The boats were intended for extended deployment in remote regions and therefore had to offer the crew greater comfort than the wartime gunboats. Thus, the sleeping quarters were separated from the engine room by placing a compartment containing control equipment between them.

The turret of a light PT-76B tank, equipped with a stabilized 76.2 mm L/42 D-56TS cannon and a coaxial 7.62 mm SG-43 machine gun, was mounted on the bow. Behind the turret is the armoured bridge superstructure with a control station and searchlights. A rotating 140 mm BM-14 multiple rocket launcher with 17 tubes is mounted amidships, carrying 34 unguided rockets as ammunition. The launcher must be reloaded manually, is not stabilized, and can only fire accurately when the boat is stationary. At the stern is a 2M-3 turret with two 25 mm L/70 auto-cannons. The boats were designed with launching rails, through which up to ten sea mines can be deployed.
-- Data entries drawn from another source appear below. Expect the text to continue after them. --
//! Lime text format (v1.0/v2.0/v2.1): a line-oriented, whitespace-delimited
//! dump of the three topology arrays plus optional transform/texture blocks.
//!
//! `null` is `u32::MAX` in both the file and in memory, so half-edge/face
//! fields round-trip without translation.

use std::fmt::Write as _;
use std::fs;
use std::path::Path;

use base64::Engine;
use glam::{Quat, Vec2, Vec3, Vec4};

use crate::error::KernelError;
use crate::topology::{Face, HalfEdge, Topology, Vertex, NULL};

#[derive(Debug, Clone, Copy, PartialEq)]
pub struct LimeTransform {
    pub position: Vec3,
    pub rotation: Quat,
    pub scale: Vec3,
}

impl Default for LimeTransform {
    fn default() -> Self {
        Self { position: Vec3::ZERO, rotation: Quat::IDENTITY, scale: Vec3::ONE }
    }
}

#[derive(Debug, Clone, PartialEq)]
pub struct LimeTexture {
    pub width: u32,
    pub height: u32,
    pub data: Vec<u8>,
}

#[derive(Debug, Clone)]
pub struct LimeDocument {
    pub topology: Topology,
    pub transform: Option<LimeTransform>,
    pub texture: Option<LimeTexture>,
}

pub fn save_lime(
    path: impl AsRef<Path>,
    topo: &Topology,
    transform: Option<&LimeTransform>,
    texture: Option<&LimeTexture>,
) -> Result<(), KernelError> {
    let mut out = String::new();
    writeln!(out, "# lime v2.1").unwrap();

    for (i, v) in topo.vertices.iter().enumerate() {
        writeln!(
            out,
            "v {}: {} {} {} | {} {} {} | {} {} | {} {} {} {} | {} {}",
            i,
            v.position.x, v.position.y, v.position.z,
            v.normal.x, v.normal.y, v.normal.z,
            v.uv.x, v.uv.y,
            v.color.x, v.color.y, v.color.z, v.color.w,
            v.outgoing_half_edge, v.selected,
        )
        .unwrap();
    }

    for (i, f) in topo.faces.iter().enumerate() {
        if f.vertex_count == 0 {
            continue;
        }
        let verts = topo.face_vertex_cycle(i as u32);
        let verts_str = verts.iter().map(|v| v.to_string()).collect::<Vec<_>>().join(" ");
        writeln!(out, "f {}: {} {} {} | {}", i, f.first_half_edge, f.vertex_count, f.selected, verts_str).unwrap();
    }

    for (i, he) in topo.half_edges.iter().enumerate() {
        writeln!(out, "he {}: {} {} {} {} {}", i, he.to_vertex, he.face, he.next, he.prev, he.twin).unwrap();
    }

    if let Some(t) = transform {
        writeln!(out, "transform_pos: {} {} {}", t.position.x, t.position.y, t.position.z).unwrap();
        writeln!(out, "transform_rot: {} {} {} {}", t.rotation.x, t.rotation.y, t.rotation.z, t.rotation.w).unwrap();
        writeln!(out, "transform_scale: {} {} {}", t.scale.x, t.scale.y, t.scale.z).unwrap();
    }

    if let Some(tex) = texture {
        writeln!(out, "tex_size: {} {}", tex.width, tex.height).unwrap();
        let encoded = base64::engine::general_purpose::STANDARD.encode(&tex.data);
        writeln!(out, "tex_data: {encoded}").unwrap();
    }

    fs::write(path, out)?;
    Ok(())
}

pub fn load_lime(path: impl AsRef<Path>) -> Result<LimeDocument, KernelError> {
    let contents = fs::read_to_string(path)?;

    let mut vertices: Vec<Option<Vertex>> = Vec::new();
    let mut faces: Vec<Option<Face>> = Vec::new();
    let mut half_edges: Vec<Option<HalfEdge>> = Vec::new();
    let mut transform_pos = None;
    let mut transform_rot = None;
    let mut transform_scale = None;
    let mut tex_size: Option<(u32, u32)> = None;
    let mut tex_data: Option<Vec<u8>> = None;

    for line in contents.lines() {
        let line = line.trim();
        if line.is_empty() || line.starts_with('#') {
            continue;
        }

        if let Some(rest) = line.strip_prefix("v ") {
            let Some((idx, body)) = parse_indexed(rest) else {
                tracing::warn!(line, "malformed lime vertex line, skipping");
                continue;
            };
            let segments: Vec<&str> = body.split('|').map(str::trim).collect();
            if segments.len() < 4 {
                tracing::warn!(line, "malformed lime vertex line, skipping");
                continue;
            }
            let position = parse_vec3(segments[0]).unwrap_or(Vec3::ZERO);
            let normal = parse_vec3(segments[1]).unwrap_or(Vec3::ZERO);
            let uv = parse_vec2(segments[2]).unwrap_or(Vec2::ZERO);
            let (color, tail) = if segments.len() >= 5 {
                (parse_vec4(segments[3]).unwrap_or(Vec4::ONE), segments[4])
            } else {
                (Vec4::ONE, segments[3])
            };
            let tail_parts: Vec<&str> = tail.split_whitespace().collect();
            let outgoing_half_edge = tail_parts.first().and_then(|s| s.parse::<u32>().ok()).unwrap_or(NULL);
            let selected = tail_parts.get(1).map(|s| *s == "true").unwrap_or(false);

            ensure_len(&mut vertices, idx + 1);
            vertices[idx] = Some(Vertex { position, normal, uv, color, outgoing_half_edge, selected });
        } else if let Some(rest) = line.strip_prefix("f ") {
            let Some((idx, body)) = parse_indexed(rest) else {
                tracing::warn!(line, "malformed lime face line, skipping");
                continue;
            };
            let head = body.split('|').next().unwrap_or("").trim();
            let parts: Vec<&str> = head.split_whitespace().collect();
            if parts.len() < 3 {
                tracing::warn!(line, "malformed lime face line, skipping");
                continue;
            }
            let first_half_edge = parts[0].parse::<u32>().unwrap_or(NULL);
            let vertex_count = parts[1].parse::<u32>().unwrap_or(0);
            let selected = parts[2] == "true";
            ensure_len(&mut faces, idx + 1);
            faces[idx] = Some(Face { first_half_edge, vertex_count, selected });
        } else if let Some(rest) = line.strip_prefix("he ") {
            let Some((idx, body)) = parse_indexed(rest) else {
                tracing::warn!(line, "malformed lime half-edge line, skipping");
                continue;
            };
            let parts: Vec<&str> = body.split_whitespace().collect();
            if parts.len() < 5 {
                tracing::warn!(line, "malformed lime half-edge line, skipping");
                continue;
            }
            let nums: Vec<u32> = parts.iter().take(5).map(|s| s.parse::<u32>().unwrap_or(NULL)).collect();
            ensure_len(&mut half_edges, idx + 1);
            half_edges[idx] = Some(HalfEdge { to_vertex: nums[0], face: nums[1], next: nums[2], prev: nums[3], twin: nums[4] });
        } else if let Some(rest) = line.strip_prefix("transform_pos:") {
            transform_pos = parse_vec3(rest.trim());
        } else if let Some(rest) = line.strip_prefix("transform_rot:") {
            transform_rot = parse_vec4(rest.trim()).map(|v| Quat::from_xyzw(v.x, v.y, v.z, v.w));
        } else if let Some(rest) = line.strip_prefix("transform_scale:") {
            transform_scale = parse_vec3(rest.trim());
        } else if let Some(rest) = line.strip_prefix("tex_size:") {
            let parts: Vec<&str> = rest.trim().split_whitespace().collect();
            if parts.len() == 2 {
                if let (Ok(w), Ok(h)) = (parts[0].parse::<u32>(), parts[1].parse::<u32>()) {
                    tex_size = Some((w, h));
                }
            }
        } else if let Some(rest) = line.strip_prefix("tex_data:") {
            tex_data = Some(base64::engine::general_purpose::STANDARD.decode(rest.trim())?);
        } else {
            tracing::debug!(line, "unrecognized lime line, skipping");
        }
    }

    let vertices: Vec<Vertex> = vertices.into_iter().map(|v| v.unwrap_or_else(|| Vertex::new(Vec3::ZERO))).collect();
    let faces: Vec<Face> = faces.into_iter().map(|f| f.unwrap_or(Face { first_half_edge: NULL, vertex_count: 0, selected: false })).collect();
    let half_edges: Vec<HalfEdge> =
        half_edges.into_iter().map(|h| h.unwrap_or(HalfEdge { to_vertex: NULL, face: NULL, next: NULL, prev: NULL, twin: NULL })).collect();

    let mut topology = Topology::new();
    topology.set_mesh_data(vertices, half_edges, faces);

    let transform = match (transform_pos, transform_rot, transform_scale) {
        (Some(position), Some(rotation), Some(scale)) => Some(LimeTransform { position, rotation, scale }),
        _ => None,
    };

    let texture = match (tex_size, tex_data) {
        (Some((width, height)), Some(data)) => {
            let expected = width as usize * height as usize * 4;
            if data.len() != expected {
                return Err(KernelError::InvalidTexture { expected, got: data.len() });
            }
            Some(LimeTexture { width, height, data })
        }
        _ => None,
    };

    Ok(LimeDocument { topology, transform, texture })
}

fn ensure_len<T>(v: &mut Vec<Option<T>>, len: usize) {
    if v.len() < len {
        v.resize_with(len, || None);
    }
}

/// Split `"<idx>: <rest>"` into `(idx, rest)`.
fn parse_indexed(s: &str) -> Option<(usize, &str)> {
    let (idx_str, rest) = s.split_once(':')?;
    let idx = idx_str.trim().parse::<usize>().ok()?;
    Some((idx, rest.trim()))
}

fn parse_vec3(s: &str) -> Option<Vec3> {
    let parts: Vec<f32> = s.split_whitespace().filter_map(|p| p.parse::<f32>().ok()).collect();
    if parts.len() != 3 {
        return None;
    }
    Some(Vec3::new(parts[0], parts[1], parts[2]))
}

fn parse_vec2(s: &str) -> Option<Vec2> {
    let parts: Vec<f32> = s.split_whitespace().filter_map(|p| p.parse::<f32>().ok()).collect();
    if parts.len() != 2 {
        return None;
    }
    Some(Vec2::new(parts[0], parts[1]))
}

fn parse_vec4(s: &str) -> Option<Vec4> {
    let parts: Vec<f32> = s.split_whitespace().filter_map(|p| p.parse::<f32>().ok()).collect();
    if parts.len() != 4 {
        return None;
    }
    Some(Vec4::new(parts[0], parts[1], parts[2], parts[3]))
}

#[cfg(test)]
mod tests {
    use super::*;
    use crate::topology::fixtures;

    #[test]
    fn round_trips_a_cube_through_save_and_load() {
        let topo = fixtures::cube(1.0);
        let path = std::env::temp_dir().join("lime_roundtrip_cube.lime");
        save_lime(&path, &topo, None, None).unwrap();
        let doc = load_lime(&path).unwrap();
        assert_eq!(doc.topology.vertices.len(), topo.vertices.len());
        assert_eq!(doc.topology.half_edges.len(), topo.half_edges.len());
        assert_eq!(doc.topology.face_count(), topo.face_count());
        for (a, b) in doc.topology.half_edges.iter().zip(topo.half_edges.iter()) {
            assert_eq!(a.twin, b.twin);
        }
        let _ = fs::remove_file(&path);
    }

    #[test]
    fn round_trips_transform_block() {
        let topo = fixtures::triangle();
        let transform = LimeTransform {
            position: Vec3::new(1.0, 2.0, 3.0),
            rotation: Quat::from_rotation_y(0.5),
            scale: Vec3::new(1.0, 1.0, 2.0),
        };
        let path = std::env::temp_dir().join("lime_roundtrip_transform.lime");
        save_lime(&path, &topo, Some(&transform), None).unwrap();
        let doc = load_lime(&path).unwrap();
        let got = doc.transform.unwrap();
        assert!((got.position - transform.position).length() < 1e-5);
        let _ = fs::remove_file(&path);
    }

    #[test]
    fn rejects_texture_with_mismatched_byte_count() {
        let topo = fixtures::triangle();
        let tex = LimeTexture { width: 2, height: 2, data: vec![0u8; 3] }; // should be 16
        let path = std::env::temp_dir().join("lime_bad_texture.lime");
        save_lime(&path, &topo, None, Some(&tex)).unwrap();
        let result = load_lime(&path);
        assert!(matches!(result, Err(KernelError::InvalidTexture { .. })));
        let _ = fs::remove_file(&path);
    }

    #[test]
    fn missing_file_is_an_io_error() {
        let result = load_lime("/nonexistent/path/does-not-exist.lime");
        assert!(matches!(result, Err(KernelError::Io(_))));
    }
}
== Propulsion and range ==
The propulsion system consists of two M50F diesel engines driving two propellers. This is sufficient for speeds of up to 24 knots. At 10 knots, the range with the 4.8-ton fuel reserve is 320 nautical miles. Fresh water and food supplies are provided for operations of up to seven days.

== Sensors ==
The boats are equipped with a Donets-2 radar for navigation on the mast.